Friday, Apr. 16, 1965
The Springs of Youth
The "hot flashes" and occasional depressions that bothered middle-aged women a decade ago are becoming symptoms of the past. Modern woman seems to be escaping most of the rigors of the menopause--that time of life (usually around 50) when fluctuations in the hormonal output of her glands may lead to both physical and psychological discomfort. One of the explanations is hormone therapy. So successful has it been that doctors have carried on a decade-long debate: Why not give all women some hormone treatment, even after menopause, to mitigate the insidious effects of later aging?
At the American College of Obstetricians and Gynecologists meeting in San Francisco last week, the argument seemed close to resolution. Many doctors now agree that all women should indeed get regular doses of an estrogenic hormone from menopause on.
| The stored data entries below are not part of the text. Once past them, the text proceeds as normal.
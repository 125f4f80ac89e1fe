//! Authentication service
//!
//! Handles phone verification, registration, login and logout.

use chrono::Duration;
use tracing::{info, instrument, warn};
use validator::Validate;

use market_core::entities::{Chat, PendingChallenge, Session, User};
use market_core::events::{SessionEvent, UserRegisteredEvent};
use market_core::{DomainError, DomainEvent, PhoneNumber};

use crate::dto::{CodeRequestResponse, ConfirmCodeRequest, RequestCodeRequest};

use super::context::ServiceContext;
use super::error::{ServiceError, ServiceResult};

const USERNAME_MIN: usize = 2;
const USERNAME_MAX: usize = 32;

/// Authentication service
pub struct AuthService<'a> {
    ctx: &'a ServiceContext,
}

impl<'a> AuthService<'a> {
    /// Create a new AuthService
    pub fn new(ctx: &'a ServiceContext) -> Self {
        Self { ctx }
    }

    /// Issue a verification code for a phone number
    ///
    /// Replaces any challenge that is still outstanding.
    #[instrument(skip(self, request), fields(country_code = %request.country_code))]
    pub async fn request_code(
        &self,
        request: RequestCodeRequest,
    ) -> ServiceResult<CodeRequestResponse> {
        request.validate()?;
        let phone = PhoneNumber::parse(&request.country_code, &request.phone_number)
            .map_err(DomainError::from)?;

        if let Some(previous) = self.ctx.session_repo().pending_challenge().await? {
            self.cancel_handle(&previous.handle).await;
        }

        let issued = self.ctx.verifier().send_code(&phone).await.map_err(|e| {
            warn!(error = %e, "Verification code could not be sent");
            ServiceError::CodeDelivery(e.to_string())
        })?;

        let ttl = Duration::from_std(self.ctx.settings().otp_ttl)
            .map_err(|e| ServiceError::internal(format!("invalid code lifetime: {e}")))?;
        let Some(mut challenge) = PendingChallenge::new(issued.handle.clone(), phone.clone(), ttl)
        else {
            self.cancel_handle(&issued.handle).await;
            return Err(ServiceError::internal("code lifetime out of range"));
        };
        if let Some(code) = issued.dev_code {
            challenge = challenge.with_dev_code(code);
        }
        self.ctx.session_repo().set_pending_challenge(&challenge).await?;

        let registered = self.ctx.user_repo().find_by_phone(&phone).await?.is_some();

        info!(registered, expires_at = %challenge.expires_at, "Verification code issued");

        Ok(CodeRequestResponse {
            phone_number: phone.full(),
            expires_at: challenge.expires_at,
            registered,
            dev_code: challenge.dev_code,
        })
    }

    /// Confirm a verification code and sign in
    ///
    /// An unknown phone number is registered with the supplied username.
    /// The challenge is consumed once the session is stored. A missing or
    /// unusable username, or a failed registration, leaves it in place so the
    /// form can be resubmitted with the same code.
    #[instrument(skip(self, request), fields(country_code = %request.country_code))]
    pub async fn confirm_code(&self, request: ConfirmCodeRequest) -> ServiceResult<User> {
        request.validate()?;
        let phone = PhoneNumber::parse(&request.country_code, &request.phone_number)
            .map_err(DomainError::from)?;

        let code = request.code.trim();
        if code.len() != self.ctx.settings().otp_length
            || !code.chars().all(|c| c.is_ascii_digit())
        {
            warn!("Malformed verification code");
            return Err(DomainError::InvalidCode.into());
        }

        let mut challenge = self
            .ctx
            .session_repo()
            .pending_challenge()
            .await?
            .ok_or(DomainError::NoPendingChallenge)?;

        if !challenge.is_for(&phone) {
            warn!("Verification code confirmed for a different phone number");
            return Err(DomainError::PhoneMismatch.into());
        }

        if challenge.is_expired() {
            warn!(expires_at = %challenge.expires_at, "Verification code expired");
            self.discard_challenge(&challenge).await?;
            return Err(DomainError::ChallengeExpired.into());
        }

        let existing = self.ctx.user_repo().find_by_phone(&phone).await?;

        // Checked before the code is consumed so a retry can reuse it
        let username = match &existing {
            Some(_) => None,
            None => Some(self.available_username(request.username.as_deref()).await?),
        };

        if challenge.confirmed_code.is_some() {
            if !challenge.was_confirmed_with(code) {
                warn!("Verification code does not match the accepted one");
                return Err(DomainError::InvalidCode.into());
            }
        } else {
            let verified = match self.ctx.verifier().confirm(&challenge.handle, code).await {
                Ok(verified) => verified,
                Err(e) => {
                    warn!(error = %e, "Verification code rejected");
                    return Err(e.into());
                }
            };
            if verified.phone != phone {
                warn!("Provider verified a different phone number");
                self.ctx.session_repo().clear_pending_challenge().await?;
                return Err(DomainError::PhoneMismatch.into());
            }
            challenge.confirm(code);
            self.ctx.session_repo().set_pending_challenge(&challenge).await?;
        }

        let user = match (existing, username) {
            (Some(user), _) => user,
            (None, Some(username)) => self.register(&phone, username).await?,
            (None, None) => return Err(DomainError::UsernameRequired.into()),
        };

        self.ctx.session_repo().set_current(&Session::new(user.clone())).await?;
        self.ctx.session_repo().clear_pending_challenge().await?;
        self.ctx
            .events()
            .publish(DomainEvent::SessionStarted(SessionEvent::new(Some(user.id))));

        info!(user_id = %user.id, role = user.role.as_str(), "User signed in");

        Ok(user)
    }

    /// Sign out and drop any outstanding challenge
    #[instrument(skip(self))]
    pub async fn logout(&self) -> ServiceResult<()> {
        if let Some(challenge) = self.ctx.session_repo().pending_challenge().await? {
            self.discard_challenge(&challenge).await?;
        }

        let user_id = self.ctx.session_repo().current().await?.map(|s| s.user.id);
        self.ctx.session_repo().clear_current().await?;
        self.ctx
            .events()
            .publish(DomainEvent::SessionEnded(SessionEvent::new(user_id)));

        info!(user_id = ?user_id, "User signed out");

        Ok(())
    }

    /// The signed-in user, as currently stored
    ///
    /// A session whose user record has disappeared reads as signed out.
    #[instrument(skip(self))]
    pub async fn current_user(&self) -> ServiceResult<Option<User>> {
        let Some(session) = self.ctx.session_repo().current().await? else {
            return Ok(None);
        };
        Ok(self.ctx.user_repo().find_by_id(session.user.id).await?)
    }

    /// Whether a phone number already belongs to an account
    #[instrument(skip(self, phone_number))]
    pub async fn is_registered(
        &self,
        country_code: &str,
        phone_number: &str,
    ) -> ServiceResult<bool> {
        let phone = PhoneNumber::parse(country_code, phone_number).map_err(DomainError::from)?;
        Ok(self.ctx.user_repo().find_by_phone(&phone).await?.is_some())
    }

    /// The signed-in user, or `NotSignedIn`
    pub async fn require_user(&self) -> ServiceResult<User> {
        self.current_user()
            .await?
            .ok_or_else(|| DomainError::NotSignedIn.into())
    }

    /// The signed-in admin, or the reason there is none
    pub async fn require_admin(&self) -> ServiceResult<User> {
        let user = self.require_user().await?;
        if !user.is_admin() {
            warn!(user_id = %user.id, "Admin role required");
            return Err(DomainError::AdminRequired.into());
        }
        Ok(user)
    }

    // === Helpers ===

    async fn available_username(&self, requested: Option<&str>) -> ServiceResult<String> {
        let username = requested
            .map(str::trim)
            .filter(|u| !u.is_empty())
            .ok_or(DomainError::UsernameRequired)?;

        let len = username.chars().count();
        if !(USERNAME_MIN..=USERNAME_MAX).contains(&len) {
            return Err(DomainError::InvalidUsername(format!(
                "must be {USERNAME_MIN}-{USERNAME_MAX} characters"
            ))
            .into());
        }
        if username.chars().any(char::is_control) {
            return Err(
                DomainError::InvalidUsername("contains control characters".to_string()).into(),
            );
        }

        if self.ctx.user_repo().find_by_username(username).await?.is_some() {
            warn!(username, "Username already taken");
            return Err(DomainError::UsernameTaken.into());
        }

        Ok(username.to_string())
    }

    /// Create the user together with their personal broadcast
    async fn register(&self, phone: &PhoneNumber, username: String) -> ServiceResult<User> {
        let role = self.ctx.settings().role_policy.role_for(phone);
        let chat_id = self.ctx.generate_id();
        let user = User::new(self.ctx.generate_id(), phone, username, role)
            .with_personal_broadcast(chat_id);

        self.ctx.user_repo().create(&user).await?;

        let chat = Chat::new_personal(chat_id, user.id);
        if let Err(e) = self.ctx.chat_repo().create(&chat).await {
            warn!(user_id = %user.id, error = %e, "Personal broadcast not created, removing user");
            if let Err(cleanup) = self.ctx.user_repo().delete(user.id).await {
                warn!(user_id = %user.id, error = %cleanup, "Failed to remove user");
            }
            return Err(e.into());
        }

        self.ctx
            .events()
            .publish(DomainEvent::UserRegistered(UserRegisteredEvent::new(
                user.id, chat_id,
            )));

        info!(user_id = %user.id, role = role.as_str(), "User registered");

        Ok(user)
    }

    async fn discard_challenge(&self, challenge: &PendingChallenge) -> ServiceResult<()> {
        self.cancel_handle(&challenge.handle).await;
        self.ctx.session_repo().clear_pending_challenge().await?;
        Ok(())
    }

    async fn cancel_handle(&self, handle: &str) {
        if let Err(e) = self.ctx.verifier().cancel(handle).await {
            warn!(error = %e, "Failed to cancel verification code");
        }
    }
}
Some women, to be sure, sail through menopause experiencing no more than changes in menstrual flow. But as post-menopausal aging continues, skin begins to lose its tone, bosoms their lift and bones their hardness. Fatty deposits may pile up in the arteries and leave a woman vulnerable to heart at tacks. Regular doses of estrogens, says the University of Chicago's Dr. M. Edward Davis, can delay the onset of such changes and diminish their impact. There is even a test--an adaptation of the familiar "Pap smear" for detecting uterine cancer--that indicates how much medication a woman might need. "Estrogens are not the fountain of youth," added Brooklyn's Dr. Henry S. Acken Jr., "but they may be the springs that feed the fountain."